The big number can trap you

Chasing a high valuation or a splashy round feels like winning. Hudson warns it can lock you in. "The real risk with these big rounds is you end up being a prisoner of your own company," he said. "You raise all this money, and you've sold people on a big vision. They don't want the money back, they want you to find a way to build something that's worthy of what they gave you."

The same trap sits inside your product bets. In an AI hype cycle, a usage spike or a pilot win can look like real pull. The Disrupt panel on PMF red flags calls this out directly: excitement is easy to fake, retention is not. Before you scale a feature because the numbers popped, ask whether people keep coming back or just showed up once.

Hiring got harder, and AI is now on the org chart

The talent market is tight and getting stranger. Founders aren't only building with AI, they're deciding what an agent owns versus what a human owns, and rewriting comp to keep people who could leave for an AI startup tomorrow.

Before you copy a hiring bar you inherited, question it. Gergely Orosz argues LeetCode interviews survive for an odd reason: a candidate willing to grind for weeks on a test that looks nothing like the job is signaling they'll "tolerate corporate nonsense." He expects big companies to move back to in-person interviews while keeping those puzzle questions, since AI now solves them in seconds. If your loop is testing tolerance instead of the actual work, you're selecting for the wrong thing.

The skill your team gives up without noticing

Here's the counterweight to all the speed talk. Orosz's take on AI: "AI doesn't make work easier." If life feels easier, he says, "are you trying hard enough?" He uses zero AI in his writing, Grammarly off, because he doesn't want that skill to fade.
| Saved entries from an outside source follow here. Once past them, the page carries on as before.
use std::f64::consts::PI;

/// Easing functions used to map normalized animation progress.
///
/// Serialized by name (`"linear"`, `"easeInOutCubic"`, ...). Unknown names resolve to
/// [`Ease::Linear`].
#[derive(Clone, Copy, Debug, Default, PartialEq, Eq, Hash, serde::Serialize, serde::Deserialize)]
#[serde(from = "String", into = "String")]
pub enum Ease {
    /// Linear interpolation.
    #[default]
    Linear,
    /// Quadratic ease-in.
    InQuad,
    /// Quadratic ease-out.
    OutQuad,
    /// Quadratic ease-in/out.
    InOutQuad,
    /// Cubic ease-in.
    InCubic,
    /// Cubic ease-out.
    OutCubic,
    /// Cubic ease-in/out.
    InOutCubic,
    /// Quartic ease-in.
    InQuart,
    /// Quartic ease-out.
    OutQuart,
    /// Quartic ease-in/out.
    InOutQuart,
    /// Sine ease-in.
    InSine,
    /// Sine ease-out.
    OutSine,
    /// Sine ease-in/out.
    InOutSine,
}

impl Ease {
    /// Every easing in the table, in menu order.
    pub const ALL: [Ease; 13] = [
        Ease::Linear,
        Ease::InQuad,
        Ease::OutQuad,
        Ease::InOutQuad,
        Ease::InCubic,
        Ease::OutCubic,
        Ease::InOutCubic,
        Ease::InQuart,
        Ease::OutQuart,
        Ease::InOutQuart,
        Ease::InSine,
        Ease::OutSine,
        Ease::InOutSine,
    ];

    /// Apply this easing function to normalized progress `t` in `[0, 1]`.
    ///
    /// Input is clamped; the endpoints map exactly to `0.0` and `1.0`.
    pub fn apply(self, t: f64) -> f64 {
        if t.is_nan() || t <= 0.0 {
            return 0.0;
        }
        if t >= 1.0 {
            return 1.0;
        }
        match self {
            Self::Linear => t,
            Self::InQuad => t * t,
            Self::OutQuad => 1.0 - (1.0 - t) * (1.0 - t),
            Self::InOutQuad => {
                if t < 0.5 {
                    2.0 * t * t
                } else {
                    1.0 - ((-2.0 * t + 2.0).powi(2) / 2.0)
                }
            }
            Self::InCubic => t * t * t,
            Self::OutCubic => 1.0 - (1.0 - t).powi(3),
            Self::InOutCubic => {
                if t < 0.5 {
                    4.0 * t * t * t
                } else {
                    1.0 - ((-2.0 * t + 2.0).powi(3) / 2.0)
                }
            }
            Self::InQuart => t.powi(4),
            Self::OutQuart => 1.0 - (1.0 - t).powi(4),
            Self::InOutQuart => {
                if t < 0.5 {
                    8.0 * t.powi(4)
                } else {
                    1.0 - ((-2.0 * t + 2.0).powi(4) / 2.0)
                }
            }
            Self::InSine => 1.0 - (t * PI / 2.0).cos(),
            Self::OutSine => (t * PI / 2.0).sin(),
            Self::InOutSine => -((PI * t).cos() - 1.0) / 2.0,
        }
    }

    /// Identifier used in project files and menus.
    pub fn name(self) -> &'static str {
        match self {
            Self::Linear => "linear",
            Self::InQuad => "easeInQuad",
            Self::OutQuad => "easeOutQuad",
            Self::InOutQuad => "easeInOutQuad",
            Self::InCubic => "easeInCubic",
            Self::OutCubic => "easeOutCubic",
            Self::InOutCubic => "easeInOutCubic",
            Self::InQuart => "easeInQuart",
            Self::OutQuart => "easeOutQuart",
            Self::InOutQuart => "easeInOutQuart",
            Self::InSine => "easeInSine",
            Self::OutSine => "easeOutSine",
            Self::InOutSine => "easeInOutSine",
        }
    }

    /// Exact lookup by identifier.
    pub fn from_name(name: &str) -> Option<Self> {
        Self::ALL.into_iter().find(|e| e.name() == name)
    }

    /// Lookup by identifier, falling back to [`Ease::Linear`] for unknown names.
    pub fn resolve(name: &str) -> Self {
        Self::from_name(name).unwrap_or_else(|| {
            tracing::debug!(name, "unknown easing, falling back to linear");
            Self::Linear
        })
    }
}

impl From<String> for Ease {
    fn from(name: String) -> Self {
        Self::resolve(&name)
    }
}

impl From<Ease> for String {
    fn from(e: Ease) -> Self {
        e.name().to_string()
    }
}

impl std::fmt::Display for Ease {
    fn fmt(&self, f: &mut std::fmt::Formatter<'_>) -> std::fmt::Result {
        f.write_str(self.name())
    }
}

#[cfg(test)]
#[path = "../../tests/unit/animation/ease.rs"]
mod tests;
He does use AI for coding and accepts his hand-coding will degrade.

That's a decision your team should be making on purpose, not by drift. Pick the skills you want to keep sharp and protect them. Let AI take the rest. The point is choosing, so you're not surprised in a year when nobody on the team can do the thing you assumed they could still do.

The deep cut

Hudson's best advice isn't about pitching, it's about honesty. He says he's had more success telling founders, "This is what venture capital needs you to do. Let's abstract away from your company. This is the kind of business you need to want to build. Is that your desire?" Great businesses aren't always venture-scale businesses.

Apply that to your roadmap. The AI-set growth bar only matters if you're actually running the kind of company that has to clear it. If you're chasing a doubling-tripling curve because the market implies you should, but your business doesn't need to return a fund, you're borrowing someone else's pressure. Decide which game you're in before you plan against its rules.

Three questions for your team

  • What benchmark are we actually being graded on this quarter, and did we plan against it or against last year's version of good?
  • Which of our recent wins are real retention and which are pilot spikes we're about to over-invest in?
  • Which skills are we choosing to keep sharp on this team, and which are we knowingly handing to AI?